One caveat for this technique is that regular slice sampling intervals have been assumed. In certain applications (e.g., fMRI of the auditory system) it is beneficial to collect clustered volume multislice acquisitions (e.g., Ref. 14) that employ a nonuniform temporal sampling scheme. In principle, the current technique is still applicable, and in fact may be improved, as irregular sampling tends to disambiguate aliased frequencies. However, this would require a significantly more complex estimation scheme for frequency identification.

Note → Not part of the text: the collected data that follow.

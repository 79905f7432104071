use std::fmt;
use std::str::FromStr;

use serde::{Deserialize, Serialize};

use crate::error::{FdmError, Result};

// ---------------------------------------------------------------------------
// Control outputs
// ---------------------------------------------------------------------------

/// Every control effect the airframe understands. Parsed once from its
/// upper-case name; the per-step path only sees the enum.
#[derive(Debug, Clone, Copy, PartialEq, Eq, Hash, Serialize, Deserialize)]
pub enum ControlKind {
    #[serde(rename = "THROTTLE")]
    Throttle,
    #[serde(rename = "MIXTURE")]
    Mixture,
    #[serde(rename = "CONDLEVER")]
    CondLever,
    #[serde(rename = "STARTER")]
    Starter,
    #[serde(rename = "MAGNETOS")]
    Magnetos,
    #[serde(rename = "ADVANCE")]
    Advance,
    #[serde(rename = "PROPPITCH")]
    PropPitch,
    #[serde(rename = "BOOST")]
    Boost,
    #[serde(rename = "BRAKE")]
    Brake,
    #[serde(rename = "STEER")]
    Steer,
    #[serde(rename = "EXTEND")]
    Extend,
    #[serde(rename = "CASTERING")]
    Castering,
    #[serde(rename = "HEXTEND")]
    HookExtend,
    #[serde(rename = "LEXTEND")]
    LaunchbarExtend,
    #[serde(rename = "LACCEL")]
    LaunchbarAccel,
    #[serde(rename = "INCIDENCE")]
    Incidence,
    #[serde(rename = "FLAP0")]
    Flap0,
    #[serde(rename = "FLAP1")]
    Flap1,
    #[serde(rename = "SLAT")]
    Slat,
    #[serde(rename = "SPOILER")]
    Spoiler,
    #[serde(rename = "FLAP0EFFECTIVENESS")]
    Flap0Effectiveness,
    #[serde(rename = "FLAP1EFFECTIVENESS")]
    Flap1Effectiveness,
}

/// The part family a control kind acts on.
#[derive(Debug, Clone, Copy, PartialEq, Eq)]
enum PartFamily {
    Thruster,
    Wing,
    Gear,
    Hook,
    Launchbar,
}

const NAMES: [(&str, ControlKind); 22] = [
    ("THROTTLE", ControlKind::Throttle),
    ("MIXTURE", ControlKind::Mixture),
    ("CONDLEVER", ControlKind::CondLever),
    ("STARTER", ControlKind::Starter),
    ("MAGNETOS", ControlKind::Magnetos),
    ("ADVANCE", ControlKind::Advance),
    ("PROPPITCH", ControlKind::PropPitch),
    ("BOOST", ControlKind::Boost),
    ("BRAKE", ControlKind::Brake),
    ("STEER", ControlKind::Steer),
    ("EXTEND", ControlKind::Extend),
    ("CASTERING", ControlKind::Castering),
    ("HEXTEND", ControlKind::HookExtend),
    ("LEXTEND", ControlKind::LaunchbarExtend),
    ("LACCEL", ControlKind::LaunchbarAccel),
    ("INCIDENCE", ControlKind::Incidence),
    ("FLAP0", ControlKind::Flap0),
    ("FLAP1", ControlKind::Flap1),
    ("SLAT", ControlKind::Slat),
    ("SPOILER", ControlKind::Spoiler),
    ("FLAP0EFFECTIVENESS", ControlKind::Flap0Effectiveness),
    ("FLAP1EFFECTIVENESS", ControlKind::Flap1Effectiveness),
];

impl ControlKind {
    pub fn name(self) -> &'static str {
        NAMES
            .iter()
            .find(|(_, k)| *k == self)
            .map_or("?", |(n, _)| n)
    }

    /// Output clamp range.
    pub fn range(self) -> (f64, f64) {
        use ControlKind::*;
        match self {
            Flap0 | Flap1 | Steer | Incidence => (-1.0, 1.0),
            Magnetos => (0.0, 3.0),
            Flap0Effectiveness | Flap1Effectiveness => (1.0, 10.0),
            _ => (0.0, 1.0),
        }
    }

    fn family(self) -> PartFamily {
        use ControlKind::*;
        match self {
            Throttle | Mixture | CondLever | Starter | Magnetos | Advance | PropPitch | Boost => PartFamily::Thruster,
            Brake | Steer | Extend | Castering => PartFamily::Gear,
            HookExtend => PartFamily::Hook,
            LaunchbarExtend | LaunchbarAccel => PartFamily::Launchbar,
            Incidence | Flap0 | Flap1 | Slat | Spoiler | Flap0Effectiveness | Flap1Effectiveness => PartFamily::Wing,
        }
    }
}

impl FromStr for ControlKind {
    type Err = FdmError;

    fn from_str(s: &str) -> Result<Self> {
        NAMES
            .iter()
            .find(|(n, _)| n.eq_ignore_ascii_case(s))
            .map(|(_, k)| *k)
            .ok_or_else(|| FdmError::UnknownControl(s.to_string()))
    }
}

impl fmt::Display for ControlKind {
    fn fmt(&self, f: &mut fmt::Formatter<'_>) -> fmt::Result {
        f.write_str(self.name())
    }
}

/// The part a control output drives.
#[derive(Debug, Clone, Copy, PartialEq, Eq, Hash, Serialize, Deserialize)]
#[serde(rename_all = "snake_case")]
pub enum ControlTarget {
    Thruster(usize),
    Wing,
    Tail,
    Vstab(usize),
    Gear(usize),
    Hook(usize),
    Launchbar(usize),
}

impl ControlTarget {
    fn family(self) -> PartFamily {
        match self {
            ControlTarget::Thruster(_) => PartFamily::Thruster,
            ControlTarget::Wing | ControlTarget::Tail | ControlTarget::Vstab(_) => PartFamily::Wing,
            ControlTarget::Gear(_) => PartFamily::Gear,
            ControlTarget::Hook(_) => PartFamily::Hook,
            ControlTarget::Launchbar(_) => PartFamily::Launchbar,
        }
    }
}

impl fmt::Display for ControlTarget {
    fn fmt(&self, f: &mut fmt::Formatter<'_>) -> fmt::Result {
        match self {
            ControlTarget::Thruster(i) => write!(f, "thruster {i}"),
            ControlTarget::Wing => f.write_str("wing"),
            ControlTarget::Tail => f.write_str("tail"),
            ControlTarget::Vstab(i) => write!(f, "vstab {i}"),
            ControlTarget::Gear(i) => write!(f, "gear {i}"),
            ControlTarget::Hook(i) => write!(f, "hook {i}"),
            ControlTarget::Launchbar(i) => write!(f, "launchbar {i}"),
        }
    }
}

/// Per-mapping shaping of an axis value.
#[derive(Debug, Clone, Copy, Default, PartialEq, Serialize, Deserialize)]
#[serde(default)]
pub struct ControlOptions {
    /// Right side receives the negated value (ailerons).
    pub split: bool,
    pub invert: bool,
    /// v·|v|
    pub square: bool,
    /// Linear remap from `src` to `dst`.
    pub src: Option<[f64; 2]>,
    pub dst: Option<[f64; 2]>,
}

impl ControlOptions {
    pub fn split() -> Self {
        Self { split: true, ..Self::default() }
    }

    pub fn inverted() -> Self {
        Self { invert: true, ..Self::default() }
    }

    pub fn remap(src: [f64; 2], dst: [f64; 2]) -> Self {
        Self { src: Some(src), dst: Some(dst), ..Self::default() }
    }

    fn shape(&self, mut v: f64) -> f64 {
        if let (Some(src), Some(dst)) = (self.src, self.dst) {
            v = dst[0] + (v - src[0]) * (dst[1] - dst[0]) / (src[1] - src[0]);
        }
        if self.invert {
            v = -v;
        }
        if self.square {
            v *= v.abs();
        }
        v
    }
}

// ---------------------------------------------------------------------------
// Control map
// ---------------------------------------------------------------------------

/// Handle to a named input axis.
#[derive(Debug, Clone, Copy, PartialEq, Eq, Hash)]
pub struct AxisId(usize);

/// Output value delivered to a part; `right` differs from `left` only for
/// split mappings.
#[derive(Debug, Clone, Copy, PartialEq, Serialize)]
pub struct ControlSetting {
    pub kind: ControlKind,
    pub target: ControlTarget,
    pub left: f64,
    pub right: f64,
}

#[derive(Debug, Clone)]
struct Axis {
    name: String,
    value: f64,
}

#[derive(Debug, Clone)]
struct Output {
    kind: ControlKind,
    target: ControlTarget,
    inputs: Vec<(AxisId, ControlOptions)>,
    transition: f64, // s for a full-range sweep, 0 = instant
    left: f64,
    right: f64,
}

/// Routes normalized axis inputs to part outputs, summing several inputs
/// onto one output and rate-limiting outputs that have a transition time.
#[derive(Debug, Clone, Default)]
pub struct ControlMap {
    axes: Vec<Axis>,
    outputs: Vec<Output>,
}

impl ControlMap {
    pub fn new() -> Self {
        Self::default()
    }

    /// Handle for axis `name`, registering it on first use.
    pub fn axis(&mut self, name: &str) -> AxisId {
        if let Some(i) = self.axes.iter().position(|a| a.name == name) {
            return AxisId(i);
        }
        self.axes.push(Axis { name: name.to_string(), value: 0.0 });
        AxisId(self.axes.len() - 1)
    }

    pub fn find_axis(&self, name: &str) -> Result<AxisId> {
        self.axes
            .iter()
            .position(|a| a.name == name)
            .map(AxisId)
            .ok_or_else(|| FdmError::UnknownAxis(name.to_string()))
    }

    pub fn axis_names(&self) -> impl Iterator<Item = &str> {
        self.axes.iter().map(|a| a.name.as_str())
    }

    pub fn set_input(&mut self, axis: AxisId, value: f64) {
        if let Some(a) = self.axes.get_mut(axis.0) {
            a.value = value;
        }
    }

    pub fn input(&self, axis: AxisId) -> f64 {
        self.axes.get(axis.0).map_or(0.0, |a| a.value)
    }

    /// Zero every input axis.
    pub fn reset(&mut self) {
        for a in &mut self.axes {
            a.value = 0.0;
        }
    }

    fn output_mut(&mut self, kind: ControlKind, target: ControlTarget) -> Result<&mut Output> {
        if kind.family() != target.family() {
            return Err(FdmError::ControlTarget {
                kind: kind.to_string(),
                target: target.to_string(),
            });
        }
        let idx = match self.outputs.iter().position(|o| o.kind == kind && o.target == target) {
            Some(i) => i,
            None => {
                let (min, _) = kind.range();
                let rest = 0.0_f64.max(min);
                self.outputs.push(Output {
                    kind,
                    target,
                    inputs: Vec::new(),
                    transition: 0.0,
                    left: rest,
                    right: rest,
                });
                self.outputs.len() - 1
            }
        };
        Ok(&mut self.outputs[idx])
    }

    /// Feed `axis` into the `kind` output of `target`.
    pub fn add_mapping(&mut self, axis: AxisId, kind: ControlKind, target: ControlTarget, opts: ControlOptions) -> Result<()> {
        if axis.0 >= self.axes.len() {
            return Err(FdmError::UnknownAxis(format!("#{}", axis.0)));
        }
        if let Some(src) = opts.src {
            if src[0] == src[1] {
                return Err(FdmError::invalid("control.src", "source range is empty"));
            }
        }
        if opts.src.is_some() != opts.dst.is_some() {
            return Err(FdmError::invalid("control.dst", "src and dst must be given together"));
        }
        self.output_mut(kind, target)?.inputs.push((axis, opts));
        Ok(())
    }

    /// Time for the output to sweep its full range.
    pub fn set_transition_time(&mut self, kind: ControlKind, target: ControlTarget, secs: f64) -> Result<()> {
        if secs < 0.0 {
            return Err(FdmError::invalid("control.transition_time", "must not be negative"));
        }
        self.output_mut(kind, target)?.transition = secs;
        Ok(())
    }

    /// Recompute every output for a step of `dt` seconds.
    pub fn apply(&mut self, dt: f64) {
        let axes = &self.axes;
        for o in &mut self.outputs {
            let (mut left, mut right) = (0.0, 0.0);
            for (axis, opts) in &o.inputs {
                let v = opts.shape(axes[axis.0].value);
                left += v;
                right += if opts.split { -v } else { v };
            }
            let (min, max) = o.kind.range();
            if o.transition > 0.0 {
                let step = dt * (max - min) / o.transition;
                left = o.left + (left - o.left).clamp(-step, step);
                right = o.right + (right - o.right).clamp(-step, step);
            }
            o.left = left.clamp(min, max);
            o.right = right.clamp(min, max);
        }
    }

    pub fn targets(&self) -> impl Iterator<Item = ControlTarget> + '_ {
        self.outputs.iter().map(|o| o.target)
    }

    pub fn settings(&self) -> impl Iterator<Item = ControlSetting> + '_ {
        self.outputs.iter().map(|o| ControlSetting {
            kind: o.kind,
            target: o.target,
            left: o.left,
            right: o.right,
        })
    }

    pub fn output(&self, kind: ControlKind, target: ControlTarget) -> Option<ControlSetting> {
        self.settings().find(|s| s.kind == kind && s.target == target)
    }
}

#[cfg(test)]
mod tests {
    use super::*;
    use approx::assert_relative_eq;

    #[test]
    fn kinds_parse_by_name() {
        assert_eq!("THROTTLE".parse::<ControlKind>().unwrap(), ControlKind::Throttle);
        assert_eq!("flap0".parse::<ControlKind>().unwrap(), ControlKind::Flap0);
        assert!(matches!("WARP".parse::<ControlKind>(), Err(FdmError::UnknownControl(_))));
        assert_eq!(ControlKind::HookExtend.to_string(), "HEXTEND");
    }

    #[test]
    fn serde_names_match_parse_names() {
        for (name, kind) in NAMES {
            let json = serde_json::to_string(&kind).unwrap();
            assert_eq!(json, format!("\"{name}\""));
        }
    }

    #[test]
    fn mismatched_target_is_rejected() {
        let mut cm = ControlMap::new();
        let a = cm.axis("throttle");
        let err = cm.add_mapping(a, ControlKind::Throttle, ControlTarget::Gear(0), ControlOptions::default());
        assert!(matches!(err, Err(FdmError::ControlTarget { .. })));
    }

    #[test]
    fn split_mapping_sums_with_plain_mapping() {
        let mut cm = ControlMap::new();
        let flaps = cm.axis("flaps");
        let ail = cm.axis("aileron");
        cm.add_mapping(flaps, ControlKind::Flap0, ControlTarget::Wing, ControlOptions::default()).unwrap();
        cm.add_mapping(ail, ControlKind::Flap0, ControlTarget::Wing, ControlOptions::split()).unwrap();
        cm.set_input(flaps, 0.5);
        cm.set_input(ail, 0.2);
        cm.apply(0.01);
        let s = cm.output(ControlKind::Flap0, ControlTarget::Wing).unwrap();
        assert_relative_eq!(s.left, 0.7);
        assert_relative_eq!(s.right, 0.3);
    }

    #[test]
    fn options_shape_the_input() {
        let mut cm = ControlMap::new();
        let a = cm.axis("elevator");
        let opts = ControlOptions { invert: true, square: true, ..ControlOptions::default() };
        cm.add_mapping(a, ControlKind::Flap0, ControlTarget::Tail, opts).unwrap();
        cm.set_input(a, 0.5);
        cm.apply(0.01);
        assert_relative_eq!(cm.output(ControlKind::Flap0, ControlTarget::Tail).unwrap().left, -0.25);

        let b = cm.axis("steering");
        cm.add_mapping(b, ControlKind::Steer, ControlTarget::Gear(0), ControlOptions::remap([-1.0, 1.0], [-0.5, 0.5]))
            .unwrap();
        cm.set_input(b, 1.0);
        cm.apply(0.01);
        assert_relative_eq!(cm.output(ControlKind::Steer, ControlTarget::Gear(0)).unwrap().left, 0.5);
    }

    #[test]
    fn outputs_clamp_to_range() {
        let mut cm = ControlMap::new();
        let a = cm.axis("throttle");
        cm.add_mapping(a, ControlKind::Throttle, ControlTarget::Thruster(0), ControlOptions::default()).unwrap();
        cm.set_input(a, 1.7);
        cm.apply(0.01);
        assert_relative_eq!(cm.output(ControlKind::Throttle, ControlTarget::Thruster(0)).unwrap().left, 1.0);
    }

    #[test]
    fn transition_time_limits_slew() {
        let mut cm = ControlMap::new();
        let a = cm.axis("gear");
        cm.add_mapping(a, ControlKind::Extend, ControlTarget::Gear(1), ControlOptions::default()).unwrap();
        cm.set_transition_time(ControlKind::Extend, ControlTarget::Gear(1), 5.0).unwrap();
        cm.set_input(a, 1.0);
        cm.apply(1.0);
        assert_relative_eq!(cm.output(ControlKind::Extend, ControlTarget::Gear(1)).unwrap().left, 0.2);
        cm.apply(100.0);
        assert_relative_eq!(cm.output(ControlKind::Extend, ControlTarget::Gear(1)).unwrap().left, 1.0);
    }

    #[test]
    fn unknown_axis_lookup_fails() {
        let mut cm = ControlMap::new();
        cm.axis("throttle");
        assert!(cm.find_axis("throttle").is_ok());
        assert!(matches!(cm.find_axis("rudder"), Err(FdmError::UnknownAxis(_))));
    }
}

The primary focus of this study was to address the issue of physiological fluctuations that contaminate multislice fMRI time-series data. Since the sampling rate for any particular slice is usually long so as to accommodate several slices within the study, components of the physiological fluctuations are aliased into the spectrum of the time series, making estimation and removal difficult. We have shown that it is possible to recover unaliased information about the respiratory-induced fluctuations, including high-frequency respiratory sidebands of cardiac fluctuation, by viewing the data in the precise temporal order in which it was collected, rather than the usual spatial order. Estimates of the time courses of components of these fluctuations are made from the k-space phase viewed in temporal order, since the k-space time courses contain spectral components of the physiological fluctuations. These estimated time courses are then used as model functions to be projected out of the temporally-ordered image magnitude data. Although respiratory fluctuations that were superimposed on cardiac fluctuations (i.e., the respiratory sidebands of cardiac) were significantly reduced, cardiac fluctuations themselves were not because they are highly localized in space and therefore do not satisfy the “global” nature of the artifacts upon which this technique is based. However, the presence of cardiac-related peak in the reordered data does suggest that our reordering technique might yet provide some useful information on cardiac fluctuations.

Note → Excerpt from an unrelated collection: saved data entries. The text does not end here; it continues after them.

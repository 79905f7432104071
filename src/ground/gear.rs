use nalgebra::Vector3;
use serde::Serialize;

use crate::dynamics::{ForceContext, ForceContributor, ForceSum, State};
use crate::error::{FdmError, Result};
use super::query::{GroundQuery, LocalGround};

// ---------------------------------------------------------------------------
// Landing gear contact
// ---------------------------------------------------------------------------

/// Below this speed solid-ground friction ramps linearly to zero, m/s.
const SOLID_STATIC_SPEED: f64 = 0.1;
/// Same threshold on fluid ground, m/s.
const FLUID_STATIC_SPEED: f64 = 0.01;
/// Rolling resistance coefficient of an unbraked wheel.
const ROLLING_RESISTANCE: f64 = 0.02;
/// Below this compression fraction the initial-load onset is smoothed.
const ONSET_FRACTION: f64 = 0.2;

/// Committed gear telemetry.
#[derive(Debug, Clone, Copy, Default, PartialEq, Serialize)]
pub struct GearReadout {
    pub compression: f64,  // m
    pub frac: f64,         // 0..1
    pub wow: f64,          // N
    pub roll_speed: f64,   // m/s
    pub caster_angle: f64, // rad
}

/// One evaluated ground contact.
#[derive(Debug, Clone, Copy)]
struct Contact {
    point: Vector3<f64>, // body
    force: Vector3<f64>, // body
    readout: GearReadout,
}

/// A sprung, damped contact point with wheel friction.
#[derive(Debug, Clone)]
pub struct Gear {
    pos: Vector3<f64>,  // extended tip, body
    cmpr: Vector3<f64>, // tip to fully compressed tip, body
    spring: f64,        // multiplier, then N/m once scaled
    damp: f64,          // multiplier, then N·s/m once scaled
    sfric: f64,
    dfric: f64,
    brake: f64,
    rotation: f64, // steer angle, rad
    extension: f64,
    castering: bool,
    initial_load: f64,
    on_solid: bool,
    on_water: bool,
    speed_planing: f64,
    spring_factor_not_planing: f64,
    reduce_friction_by_extension: f64,
    ignored_by_solver: bool,
    readout: GearReadout,
}

impl Gear {
    pub fn position(&self) -> Vector3<f64> { self.pos }
    pub fn compression_vector(&self) -> Vector3<f64> { self.cmpr }
    pub fn spring(&self) -> f64 { self.spring }
    pub fn damping(&self) -> f64 { self.damp }
    pub fn initial_load(&self) -> f64 { self.initial_load }
    pub fn is_ignored_by_solver(&self) -> bool { self.ignored_by_solver }

    pub fn set_brake(&mut self, b: f64) { self.brake = b.clamp(0.0, 1.0); }
    pub fn set_rotation(&mut self, r: f64) { self.rotation = r; }
    pub fn set_extension(&mut self, e: f64) { self.extension = e.clamp(0.0, 1.0); }
    pub fn set_castering(&mut self, c: bool) { self.castering = c; }

    /// Length used when sizing the spring.
    pub fn spring_length(&self) -> f64 {
        self.cmpr.norm() * (1.0 + 2.0 * self.initial_load)
    }

    /// Replace the spring and damping multipliers with absolute values
    /// `k` and `c` scaled by them.
    pub(crate) fn scale_suspension(&mut self, k: f64, c: f64) {
        self.spring *= k;
        self.damp *= c;
    }

    pub fn readout(&self) -> GearReadout { self.readout }
    pub fn compression(&self) -> f64 { self.readout.compression }
    pub fn wow(&self) -> f64 { self.readout.wow }
    pub fn roll_speed(&self) -> f64 { self.readout.roll_speed }
    pub fn caster_angle(&self) -> f64 { self.readout.caster_angle }

    /// Latch telemetry from the accepted state.
    pub fn commit(&mut self, ground: &dyn GroundQuery, state: &State) {
        self.readout = self
            .contact(ground, state)
            .map(|c| c.readout)
            .unwrap_or_default();
    }

    fn tip(&self) -> Vector3<f64> {
        self.pos + self.cmpr * (1.0 - self.extension)
    }

    fn contact(&self, ground: &dyn GroundQuery, state: &State) -> Option<Contact> {
        if self.extension < 1.0 && self.reduce_friction_by_extension <= 0.0 {
            return None;
        }
        let tip = self.tip();
        let g = LocalGround::under(ground, state, &tip)?;
        if (g.solid && !self.on_solid) || (!g.solid && !self.on_water) {
            return None;
        }

        let a = g.height(&tip);
        if a >= 0.0 {
            return None;
        }
        let b = g.height(&(tip + self.cmpr));
        let frac = if b < 0.0 { 1.0 } else { a / (a - b) };
        let point = tip + self.cmpr * frac;
        let clen = self.cmpr.norm();
        let u = self.cmpr / clen;
        let n = g.normal;

        // Contact point velocity relative to the surface
        let cv = state.point_velocity(&point) - g.velocity;

        let mut fmag = (frac + self.initial_load) * clen * self.spring;
        if self.initial_load > 0.0 && frac < ONSET_FRACTION {
            fmag *= 75.0 * frac * frac - 250.0 * frac.powi(3);
        }
        if !g.solid && self.speed_planing > 0.0 {
            let v = (cv - n * n.dot(&cv)).norm();
            let p = (v / self.speed_planing).min(1.0);
            fmag *= self.spring_factor_not_planing + (1.0 - self.spring_factor_not_planing) * p * p;
        }

        let un = u.dot(&n);
        let dmag = (self.damp * n.dot(&cv) * un).clamp(-fmag, fmag);
        let wow = ((fmag - dmag) * un).max(0.0);
        let mut force = n * wow;

        // Wheel axes in the ground plane
        let steer = Vector3::new(self.rotation.cos(), self.rotation.sin(), 0.0);
        let mut roll_dir = steer - n * n.dot(&steer);
        let rn = roll_dir.norm();
        if rn > 1e-9 {
            roll_dir /= rn;
        } else {
            roll_dir = Vector3::zeros();
        }
        let skid_dir = n.cross(&roll_dir);
        let vroll = cv.dot(&roll_dir);
        let vskid = cv.dot(&skid_dir);

        let fric = |v: f64, scale: f64| -> f64 {
            friction(v, wow * scale, self.sfric, self.dfric, g.solid)
        };
        let mut froll = fric(vroll, self.brake * g.friction_factor + (1.0 - self.brake) * ROLLING_RESISTANCE);
        let mut fskid = if self.castering { 0.0 } else { fric(vskid, g.friction_factor) };
        if self.extension < 1.0 {
            let s = (1.0 - (1.0 - self.extension) * self.reduce_friction_by_extension).max(0.0);
            froll *= s;
            fskid *= s;
        }
        force -= roll_dir * froll + skid_dir * fskid;

        let caster_angle = if self.castering && vroll.hypot(vskid) > FLUID_STATIC_SPEED {
            self.rotation + vskid.atan2(vroll)
        } else {
            self.rotation
        };

        Some(Contact {
            point,
            force,
            readout: GearReadout {
                compression: frac * clen,
                frac,
                wow,
                roll_speed: vroll,
                caster_angle,
            },
        })
    }
}

/// Signed friction opposing `v` under `load` (already scaled by the
/// applicable coefficient factor).
fn friction(v: f64, load: f64, sfric: f64, dfric: f64, solid: bool) -> f64 {
    let s = v.abs();
    let mag = if solid {
        if s < SOLID_STATIC_SPEED {
            load * sfric * s / SOLID_STATIC_SPEED
        } else {
            load * dfric
        }
    } else if s < FLUID_STATIC_SPEED {
        load * sfric * s / FLUID_STATIC_SPEED
    } else {
        load * dfric * FLUID_STATIC_SPEED * s * s
    };
    mag.copysign(v)
}

impl ForceContributor for Gear {
    fn add_forces(&self, ctx: &ForceContext<'_>, state: &State, sum: &mut ForceSum) {
        if let Some(c) = self.contact(ctx.ground, state) {
            sum.add_force_at(&c.point, &c.force);
        }
    }
}

// ---------------------------------------------------------------------------
// Builder
// ---------------------------------------------------------------------------

pub struct GearBuilder {
    pos: Vector3<f64>,
    compression: f64,
    cmpr_dir: Vector3<f64>,
    spring: f64,
    damp: f64,
    sfric: f64,
    dfric: f64,
    castering: bool,
    initial_load: f64,
    on_solid: bool,
    on_water: bool,
    speed_planing: f64,
    spring_factor_not_planing: f64,
    reduce_friction_by_extension: f64,
    ignored_by_solver: bool,
}

impl GearBuilder {
    /// Gear whose extended tip sits at body point `pos` and compresses
    /// `compression` metres straight up.
    pub fn new(pos: Vector3<f64>, compression: f64) -> Self {
        Self {
            pos,
            compression,
            cmpr_dir: Vector3::z(),
            spring: 1.0,
            damp: 1.0,
            sfric: 0.8,
            dfric: 0.7,
            castering: false,
            initial_load: 0.0,
            on_solid: true,
            on_water: false,
            speed_planing: 0.0,
            spring_factor_not_planing: 1.0,
            reduce_friction_by_extension: 0.0,
            ignored_by_solver: false,
        }
    }

    pub fn upward(mut self, dir: Vector3<f64>) -> Self { self.cmpr_dir = dir; self }
    pub fn spring(mut self, v: f64) -> Self { self.spring = v; self }
    pub fn damp(mut self, v: f64) -> Self { self.damp = v; self }
    pub fn sfric(mut self, v: f64) -> Self { self.sfric = v; self }
    pub fn dfric(mut self, v: f64) -> Self { self.dfric = v; self }
    pub fn castering(mut self, v: bool) -> Self { self.castering = v; self }
    pub fn initial_load(mut self, v: f64) -> Self { self.initial_load = v; self }
    pub fn on_solid(mut self, v: bool) -> Self { self.on_solid = v; self }
    pub fn on_water(mut self, v: bool) -> Self { self.on_water = v; self }
    pub fn ignored_by_solver(mut self, v: bool) -> Self { self.ignored_by_solver = v; self }
    pub fn reduce_friction_by_extension(mut self, v: f64) -> Self { self.reduce_friction_by_extension = v; self }

    pub fn planing(mut self, speed: f64, factor_not_planing: f64) -> Self {
        self.speed_planing = speed;
        self.spring_factor_not_planing = factor_not_planing;
        self
    }

    pub fn build(self) -> Result<Gear> {
        if !(self.compression > 0.0) {
            return Err(FdmError::invalid("gear.compression", "must be positive"));
        }
        let n = self.cmpr_dir.norm();
        if !(n > 0.0) {
            return Err(FdmError::invalid("gear.upward", "zero direction"));
        }
        if self.spring <= 0.0 || self.damp < 0.0 {
            return Err(FdmError::invalid("gear.spring", "spring must be positive and damping non-negative"));
        }
        Ok(Gear {
            pos: self.pos,
            cmpr: self.cmpr_dir / n * self.compression,
            spring: self.spring,
            damp: self.damp,
            sfric: self.sfric,
            dfric: self.dfric,
            brake: 0.0,
            rotation: 0.0,
            extension: 1.0,
            castering: self.castering,
            initial_load: self.initial_load,
            on_solid: self.on_solid,
            on_water: self.on_water,
            speed_planing: self.speed_planing,
            spring_factor_not_planing: self.spring_factor_not_planing,
            reduce_friction_by_extension: self.reduce_friction_by_extension,
            ignored_by_solver: self.ignored_by_solver,
            readout: GearReadout::default(),
        })
    }
}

The results suggest that this method can provide a significant improvement in the functional signal-to-noise, thereby improving both the detection and significance of functional activations. In addition, the growing sentiment that low-frequency components are of physiological interest (15, 16) will require a similar reduction of the aliasing of high-frequency components in order that the broad low-frequency region of the spectrum be interpretable.